Глаша ела все с аппетитом, и в особенности свежий, белый, настоящий пшеничный хлеб.

Егоров сидел рядом с ней и говорил:

— Деникинцы называют меня, как бывшего полковника Генерального штаба, продавцом шпаги… А сами-то они кто? Сами-то получают у англичан танки и аэропланы не за голубые глаза. Они продают Россию по частям… Я же остался с армией русских солдат, которые никому ничего не продают… и сражаются с японцами на Дальнем Востоке, на Севере — с англичанами, на западе — с польскими панами… Нет, не я, а деникинцы и колчаковцы продавцы шпаги… продавцы отчизны…

— А вас не смущает недисциплинированность и партизанщина некоторых наших частей?.. — поинтересовалась Глаша.

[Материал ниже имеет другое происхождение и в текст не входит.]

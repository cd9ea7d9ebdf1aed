//! The `re` module exposed to expressions.

use regex::{Captures, Regex};
use std::fmt::{Debug, Formatter, Result as FmtResult};
use trove_record::Value;

#[derive(Debug, Clone, Copy, PartialEq, Eq)]
pub(crate) enum ReFunction {
    Search,
    Match,
    FullMatch,
    Sub,
    FindAll,
    Split,
    Compile,
}

impl ReFunction {
    pub(crate) fn from_name(name: &str) -> Option<Self> {
        Some(match name {
            "search" => Self::Search,
            "match" => Self::Match,
            "fullmatch" => Self::FullMatch,
            "sub" => Self::Sub,
            "findall" => Self::FindAll,
            "split" => Self::Split,
            "compile" => Self::Compile,
            _ => return None,
        })
    }
}

/// A compiled pattern, with the anchored variants `match` and `fullmatch`
/// need built up front.
pub(crate) struct Pattern {
    source: String,
    unanchored: Regex,
    start: Regex,
    full: Regex,
}

impl Debug for Pattern {
    fn fmt(&self, f: &mut Formatter<'_>) -> FmtResult {
        write!(f, "re.compile({:?})", self.source)
    }
}

impl Pattern {
    pub(crate) fn new(source: &str) -> Result<Self, regex::Error> {
        Ok(Self {
            source: source.to_string(),
            unanchored: Regex::new(source)?,
            start: Regex::new(&format!(r"\A(?:{source})"))?,
            full: Regex::new(&format!(r"\A(?:{source})\z"))?,
        })
    }

    pub(crate) fn source(&self) -> &str {
        &self.source
    }

    pub(crate) fn search(&self, haystack: &str) -> Option<Match> {
        self.unanchored.captures(haystack).map(Match::from)
    }

    pub(crate) fn match_start(&self, haystack: &str) -> Option<Match> {
        self.start.captures(haystack).map(Match::from)
    }

    pub(crate) fn full_match(&self, haystack: &str) -> Option<Match> {
        self.full.captures(haystack).map(Match::from)
    }

    /// Replaces up to `count` matches (all of them when `count` is 0).
    /// Backreferences use the `\1`/`\g<name>` form.
    pub(crate) fn sub(&self, replacement: &str, haystack: &str, count: usize) -> String {
        let replacement = translate_replacement(replacement);
        self.unanchored.replacen(haystack, count, replacement.as_str()).into_owned()
    }

    /// Whole matches when the pattern has no groups, the only group's text
    /// when it has one, and lists of groups otherwise.
    pub(crate) fn find_all(&self, haystack: &str) -> Vec<Value> {
        let groups = self.unanchored.captures_len() - 1;
        self.unanchored
            .captures_iter(haystack)
            .map(|caps| match groups {
                0 => Value::from(&caps[0]),
                1 => Value::from(caps.get(1).map_or("", |m| m.as_str())),
                _ => Value::List((1..=groups).map(|i| Value::from(caps.get(i).map_or("", |m| m.as_str()))).collect()),
            })
            .collect()
    }

    /// Splits around matches, keeping captured groups in the output.
    pub(crate) fn split(&self, haystack: &str, max_split: usize) -> Vec<Value> {
        let mut out = Vec::new();
        let mut last = 0;
        for (n, caps) in self.unanchored.captures_iter(haystack).enumerate() {
            if max_split != 0 && n >= max_split {
                break;
            }
            let Some(whole) = caps.get(0) else { continue };
            out.push(Value::from(&haystack[last..whole.start()]));
            out.extend(caps.iter().skip(1).map(|group| group.map_or(Value::Null, |m| Value::from(m.as_str()))));
            last = whole.end();
        }
        out.push(Value::from(&haystack[last..]));
        out
    }
}

/// Result of a successful `search`/`match`/`fullmatch`.
#[derive(Debug, Clone, PartialEq)]
pub(crate) struct Match {
    /// Group 0 is the whole match; unmatched optional groups are `None`.
    groups: Vec<Option<String>>,
}

impl From<Captures<'_>> for Match {
    fn from(caps: Captures<'_>) -> Self {
        Self { groups: caps.iter().map(|m| m.map(|m| m.as_str().to_string())).collect() }
    }
}

impl Match {
    pub(crate) fn group(&self, index: usize) -> Option<Value> {
        self.groups.get(index).map(|g| Value::from(g.clone()))
    }

    pub(crate) fn groups(&self) -> Value {
        Value::List(self.groups.iter().skip(1).map(|g| Value::from(g.clone())).collect())
    }

    /// Every group, the whole match first.
    pub(crate) fn to_value(&self) -> Value {
        Value::List(self.groups.iter().map(|g| Value::from(g.clone())).collect())
    }
}

/// Rewrites `\1` and `\g<name>` backreferences into `${1}`/`${name}`,
/// escaping literal dollar signs along the way.
fn translate_replacement(replacement: &str) -> String {
    let mut out = String::with_capacity(replacement.len());
    let mut chars = replacement.chars().peekable();
    while let Some(c) = chars.next() {
        match c {
            '$' => out.push_str("$$"),
            '\\' => match chars.peek().copied() {
                Some(d) if d.is_ascii_digit() => {
                    let mut group = String::new();
                    while let Some(d) = chars.peek().copied().filter(char::is_ascii_digit) {
                        group.push(d);
                        chars.next();
                    }
                    out.push_str(&format!("${{{group}}}"));
                },
                Some('g') => {
                    chars.next();
                    if chars.peek() == Some(&'<') {
                        chars.next();
                        let name: String = chars.by_ref().take_while(|c| *c != '>').collect();
                        out.push_str(&format!("${{{name}}}"));
                    } else {
                        out.push_str("\\g");
                    }
                },
                Some('n') => {
                    chars.next();
                    out.push('\n');
                },
                Some('t') => {
                    chars.next();
                    out.push('\t');
                },
                Some('\\') => {
                    chars.next();
                    out.push('\\');
                },
                _ => out.push('\\'),
            },
            c => out.push(c),
        }
    }
    out
}

#[cfg(test)]
mod tests {
    use super::*;
    use rstest::rstest;

    #[rstest]
    #[case(r"\1-\2", "${1}-${2}")]
    #[case(r"\g<year>", "${year}")]
    #[case("$5", "$$5")]
    #[case(r"a\\b", r"a\b")]
    fn test_translate_replacement(#[case] input: &str, #[case] expected: &str) {
        assert_eq!(translate_replacement(input), expected);
    }

    #[test]
    fn test_anchoring() {
        let pattern = Pattern::new(r"\d+").unwrap();
        assert!(pattern.search("abc 123").is_some());
        assert!(pattern.match_start("abc 123").is_none());
        assert!(pattern.match_start("123 abc").is_some());
        assert!(pattern.full_match("123 abc").is_none());
        assert!(pattern.full_match("123").is_some());
    }

    #[test]
    fn test_alternation_is_fully_anchored() {
        let pattern = Pattern::new("a|ab").unwrap();
        assert!(pattern.full_match("ab").is_some());
    }

    #[test]
    fn test_find_all_and_split() {
        let pattern = Pattern::new(r"(\d)(\w)").unwrap();
        let found = pattern.find_all("1a 2b");
        assert_eq!(found[0], Value::from(vec!["1", "a"]));
        let comma = Pattern::new(r"\s*,\s*").unwrap();
        assert_eq!(comma.split("a , b,c", 0), vec![Value::from("a"), Value::from("b"), Value::from("c")]);
        assert_eq!(comma.split("a , b,c", 1), vec![Value::from("a"), Value::from("b,c")]);
    }

    #[test]
    fn test_sub_with_count() {
        let pattern = Pattern::new(r"(\w+)@(\w+)").unwrap();
        assert_eq!(pattern.sub(r"\2 at \1", "me@home you@work", 1), "home at me you@work");
    }
}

— Коммунисты, красные комиссары с этим злом почти покончили, — сказал Егоров. — По крайней мере, здесь, на Царицынском фронте, никто из командиров не жалуется на красноармейцев… Да вот я только что вернулся из района расположения Стальной дивизии. Сорокин в свое время часто жаловался на жлобинцев, писал сюда, в Царицын, что они не подчиняются его приказам… Но вы поглядели бы, что собою теперь представляют жлобинские «лыцари»! У многих порваны штаны и рубахи. Видны голые ноги и животы. А на конях сидят как припаянные. Команду исполняют лихо, дружно. За своим командиром, товарищем Жлобой, несутся лавиной в огонь и воду. Старшим отдают честь…

— Царицын, однако, готовится к сдаче, — сказала Глаша. — Я видела на пристани пароход с семьями коммунистов, массу беженцев на баржах…

— Город будем защищать до последней возможности, — ответил Егоров. — А эвакуация все-таки необходима, хотя бы с тем, чтобы не было излишних жертв от вражеских бомбардировок. В последние дни дальнобойные деникинские орудия все чаще бьют по городу, да и аэропланы сбрасывают на жилые кварталы бомбы.

— Ну а как царицынские рабочие? — спросила Глаша.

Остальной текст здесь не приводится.